▶ _Collected data entries_:
■ ■ ■ ■
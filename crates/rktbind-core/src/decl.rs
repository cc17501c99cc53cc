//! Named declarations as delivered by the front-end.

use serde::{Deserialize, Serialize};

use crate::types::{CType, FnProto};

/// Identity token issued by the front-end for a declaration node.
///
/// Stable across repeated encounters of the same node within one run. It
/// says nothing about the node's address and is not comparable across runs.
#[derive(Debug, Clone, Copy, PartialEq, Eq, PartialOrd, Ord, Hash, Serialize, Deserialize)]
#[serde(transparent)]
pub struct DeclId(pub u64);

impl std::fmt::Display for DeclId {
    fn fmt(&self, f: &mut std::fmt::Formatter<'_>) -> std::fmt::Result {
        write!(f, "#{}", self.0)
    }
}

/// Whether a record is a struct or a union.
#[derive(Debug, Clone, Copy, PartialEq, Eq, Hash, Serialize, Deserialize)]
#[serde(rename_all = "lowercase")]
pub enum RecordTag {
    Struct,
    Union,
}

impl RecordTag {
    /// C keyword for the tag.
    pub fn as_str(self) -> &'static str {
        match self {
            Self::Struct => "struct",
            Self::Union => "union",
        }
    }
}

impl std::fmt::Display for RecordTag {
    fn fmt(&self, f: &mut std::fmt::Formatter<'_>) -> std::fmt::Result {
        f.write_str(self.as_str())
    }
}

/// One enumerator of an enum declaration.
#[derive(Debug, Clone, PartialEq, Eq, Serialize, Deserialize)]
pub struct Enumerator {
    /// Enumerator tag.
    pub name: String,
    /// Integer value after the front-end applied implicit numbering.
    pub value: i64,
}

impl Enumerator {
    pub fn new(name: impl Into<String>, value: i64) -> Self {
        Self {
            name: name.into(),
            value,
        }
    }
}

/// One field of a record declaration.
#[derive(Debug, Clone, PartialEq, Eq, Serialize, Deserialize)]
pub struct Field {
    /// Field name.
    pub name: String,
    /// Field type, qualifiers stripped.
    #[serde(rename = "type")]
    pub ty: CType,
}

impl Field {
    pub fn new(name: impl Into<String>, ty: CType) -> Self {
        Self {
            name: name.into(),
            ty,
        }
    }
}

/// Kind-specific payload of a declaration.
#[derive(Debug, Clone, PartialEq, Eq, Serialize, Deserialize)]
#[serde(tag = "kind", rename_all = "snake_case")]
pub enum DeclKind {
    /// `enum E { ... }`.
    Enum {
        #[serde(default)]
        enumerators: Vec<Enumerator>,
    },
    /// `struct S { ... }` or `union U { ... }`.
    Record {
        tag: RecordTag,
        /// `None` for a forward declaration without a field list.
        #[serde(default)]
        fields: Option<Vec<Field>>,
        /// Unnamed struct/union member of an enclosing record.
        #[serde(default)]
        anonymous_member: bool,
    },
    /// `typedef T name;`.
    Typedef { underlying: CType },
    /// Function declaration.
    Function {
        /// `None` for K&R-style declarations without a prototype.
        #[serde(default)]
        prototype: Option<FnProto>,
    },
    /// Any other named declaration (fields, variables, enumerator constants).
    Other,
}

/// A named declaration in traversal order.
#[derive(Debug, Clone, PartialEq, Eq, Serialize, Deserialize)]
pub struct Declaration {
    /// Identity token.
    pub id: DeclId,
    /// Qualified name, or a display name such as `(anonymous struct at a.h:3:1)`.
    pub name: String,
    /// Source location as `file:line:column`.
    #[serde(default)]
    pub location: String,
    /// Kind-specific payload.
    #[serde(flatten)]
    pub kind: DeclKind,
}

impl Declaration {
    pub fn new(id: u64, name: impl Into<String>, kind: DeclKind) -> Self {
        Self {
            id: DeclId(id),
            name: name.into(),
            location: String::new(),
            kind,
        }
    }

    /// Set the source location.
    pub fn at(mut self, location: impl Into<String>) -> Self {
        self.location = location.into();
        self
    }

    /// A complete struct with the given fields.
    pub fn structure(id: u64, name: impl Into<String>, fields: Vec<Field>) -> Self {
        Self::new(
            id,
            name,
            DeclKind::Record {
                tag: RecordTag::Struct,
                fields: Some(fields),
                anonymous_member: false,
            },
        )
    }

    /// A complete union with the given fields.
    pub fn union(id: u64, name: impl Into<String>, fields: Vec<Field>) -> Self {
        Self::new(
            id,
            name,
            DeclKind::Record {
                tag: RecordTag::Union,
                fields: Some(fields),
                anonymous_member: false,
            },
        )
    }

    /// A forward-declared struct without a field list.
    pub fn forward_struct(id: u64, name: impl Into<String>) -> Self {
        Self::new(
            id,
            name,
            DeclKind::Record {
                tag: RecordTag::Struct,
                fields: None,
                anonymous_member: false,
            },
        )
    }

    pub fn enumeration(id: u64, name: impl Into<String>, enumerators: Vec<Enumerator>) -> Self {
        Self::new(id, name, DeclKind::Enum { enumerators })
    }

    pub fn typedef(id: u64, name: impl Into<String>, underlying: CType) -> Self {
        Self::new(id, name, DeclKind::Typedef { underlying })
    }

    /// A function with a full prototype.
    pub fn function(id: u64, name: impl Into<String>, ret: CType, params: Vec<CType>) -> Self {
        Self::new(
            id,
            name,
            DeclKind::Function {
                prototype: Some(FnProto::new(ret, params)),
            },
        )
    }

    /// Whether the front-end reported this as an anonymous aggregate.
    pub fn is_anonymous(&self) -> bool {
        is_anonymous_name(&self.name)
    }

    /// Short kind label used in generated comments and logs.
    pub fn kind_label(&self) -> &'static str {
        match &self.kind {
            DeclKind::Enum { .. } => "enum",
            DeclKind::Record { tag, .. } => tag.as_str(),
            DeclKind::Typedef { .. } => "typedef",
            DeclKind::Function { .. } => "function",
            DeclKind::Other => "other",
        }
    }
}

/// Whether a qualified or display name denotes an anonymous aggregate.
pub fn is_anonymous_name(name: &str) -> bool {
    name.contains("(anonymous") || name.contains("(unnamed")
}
■ ■ ■ ■
Count how many lines above include the word "front" and answer with that figure only.

▶ _RESULT FOR THIS EXERCISE_:
4